COVID-19 Home Life: Week Two

My family has been staying home and staying safe for 16 days. My kids are into this new routine we've built, people are doing some learning, things are getting done. We are reading, we are doing math, we are journaling, we are doing art, we are doing science, we are learning about the world. We are going outside, a lot. 

None of these things are without struggle and frustration, fun and accomplishment. 

All of these things are consuming my entire day and most evenings. 

This week, week two, was hard. For whatever reason, I was quite manic in my mental state. 

There were a couple of days were I was really in the moment, really enjoying the time with my sons, feeling like we were grooving, feeling like I was being successful. We did a science experiment with soap that was a huge hit, built an awesome snowman, wrote cards to family members, spent a Free-Write Friday writing super silly stories, played some games that we loved, clapped as Preston learned new words, started a new read-aloud we are all excited about. I also shared many virtual happy moments with friends and family.  



There were also a couple of days that were complete dumpster fires. I have never used those words before until recently, but now I don't know how I functioned without them. Sometimes a dumpster fire is the best way to describe a day. Saying it was difficult or bad or challenging doesn't get at the complete disarray, or drama, or chaos that only a dumpster fire can articulate. Things I had planned were a complete flop, kids were arguing too much, my patience was thin. Honestly thought, so much of these dumpster fire days, truly, were directly connected to MY mental state.

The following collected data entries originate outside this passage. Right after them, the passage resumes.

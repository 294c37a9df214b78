/// Small seeded PRNG used wherever palstream needs reproducible randomness.
#[derive(Clone, Copy, Debug)]
pub struct Rng64 {
    state: u64,
}

impl Rng64 {
    /// Create a generator from a seed. Equal seeds yield equal sequences.
    pub fn new(seed: u64) -> Self {
        Self { state: seed }
    }

    /// Draw a seed from the system clock for runs that did not request one.
    pub fn seed_from_clock() -> u64 {
        let nanos = std::time::SystemTime::now()
            .duration_since(std::time::UNIX_EPOCH)
            .map(|d| d.as_nanos() as u64)
            .unwrap_or(0);
        Self::new(nanos ^ u64::from(std::process::id())).next_u64()
    }

    /// Next raw 64-bit value.
    pub fn next_u64(&mut self) -> u64 {
        // SplitMix64
        self.state = self.state.wrapping_add(0x9E37_79B9_7F4A_7C15);
        let mut z = self.state;
        z = (z ^ (z >> 30)).wrapping_mul(0xBF58_476D_1CE4_E5B9);
        z = (z ^ (z >> 27)).wrapping_mul(0x94D0_49BB_1331_11EB);
        z ^ (z >> 31)
    }

    /// Uniform value in `[0, 1)`.
    pub fn next_f64_01(&mut self) -> f64 {
        // 53 bits of precision.
        let v = self.next_u64() >> 11;
        (v as f64) * (1.0 / ((1u64 << 53) as f64))
    }

    /// Uniform value in `[0, bound)`. Returns 0 when `bound == 0`.
    pub fn next_below(&mut self, bound: u64) -> u64 {
        ((u128::from(self.next_u64()) * u128::from(bound)) >> 64) as u64
    }
}

/// Pick `count` distinct values from `[0, bound)` (Floyd's algorithm), returned sorted.
pub(crate) fn sample_distinct(rng: &mut Rng64, bound: u64, count: u64) -> Vec<u64> {
    let count = count.min(bound);
    let mut picked = std::collections::BTreeSet::new();
    for j in (bound - count)..bound {
        let t = rng.next_below(j + 1);
        if !picked.insert(t) {
            picked.insert(j);
        }
    }
    picked.into_iter().collect()
}

#[cfg(test)]
#[path = "../../tests/unit/foundation/math.rs"]
mod tests;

Wednesday was one of those days. For some reason, the weight of all of this really got to me. The no-end-in-sight felt overwhelming and insurmountable and seemingly impossibly to bear. The worrying about my family, our country, the world pushed down hard. I was on the brink of tears all morning- I could feel it. My energy was low, my heart wasn't present in the time with my kids. I tried to rally all day, but just couldn't. I felt truly in despair. 

Now to be fair, my family was fine, we were all safe. I know many, MANY out there have worse situations, more worries, more hardship at this time than I do. I know that. Perspective is important.

However, that does not take away from the feelings I had in that moment that were real. As I am trying to live more IN my feelings, whatever they are, and not trying to merely get over them, I was really in-tune with how horrible I felt. 

Finally, in the afternoon, I went for a run. I have been consistently exercising since January, but running isn't something I've done in at least 6 months. I didn't know what else to do though, a walk didn't feel aggressive enough and I didn't want to spin because then I would've had to stay at my house. I needed to literally run away from everything for a minute. 

This has never happened to me before, but while I ran, I cried. A good cry always makes me feel better and I knew it had been a'brewin all day so I let it happen. I ran passed Nolan and Judah's school and Carter's preschool and cried. I ran passed empty playgrounds and cried. I ran passed neighbor's houses- people I love so dearly and cannot hug and cried. I ran passed kids playing outside, kids my sons can't play with right now, and cried. Then, when I couldn't run anymore, I sat on my driveway and cried some more. 

My boys could tell I was having a hard time. I could see the worried look on Josh's face and how there were moments my sons have had to walk on egg shells around me knowing I was cracking. Carter has asked me so many times how my day was going or if I'm feeling better. Nolan asked me one night at bedtime if I was worrying about a lot of things and I told him that yes, I was. He asked if I wanted to share any of those with him and I cried once again seeing our rolls be reversed in that moment. I am always the one wanting him to share worries with me, so he can unload on me. Judah has been extra snuggly and clingy. I hate that I made them concerned, but am so grateful for their kindness and compassion. It is real life that not everything is good and positive all the time.  

I have so much on my mind right now; I know you all do too. We are all trying to balance jobs and worries and parenting and making a nice positive home for our kids during this incredibly uncertain and difficult time. This is really freaking hard, this staying at home, staying away, staying safe thing.

I have hope that I'll have more smiles than frowns during our days next week. I have hope that what we are doing, these drastic changes we are making in our lives, are working. I have hope mother nature will bring us more sunlight and more warmth because that would make all of this just a little bit easier. And I have hope that my four babies know how lucky they are to be currently safe and healthy in their home. 

I am thinking of all of you- please find ways to take care of yourself through all of this. That is something I need to drastically improve upon so I can be a better wife and mom. 

And we keep going because it's the right thing to do- onward!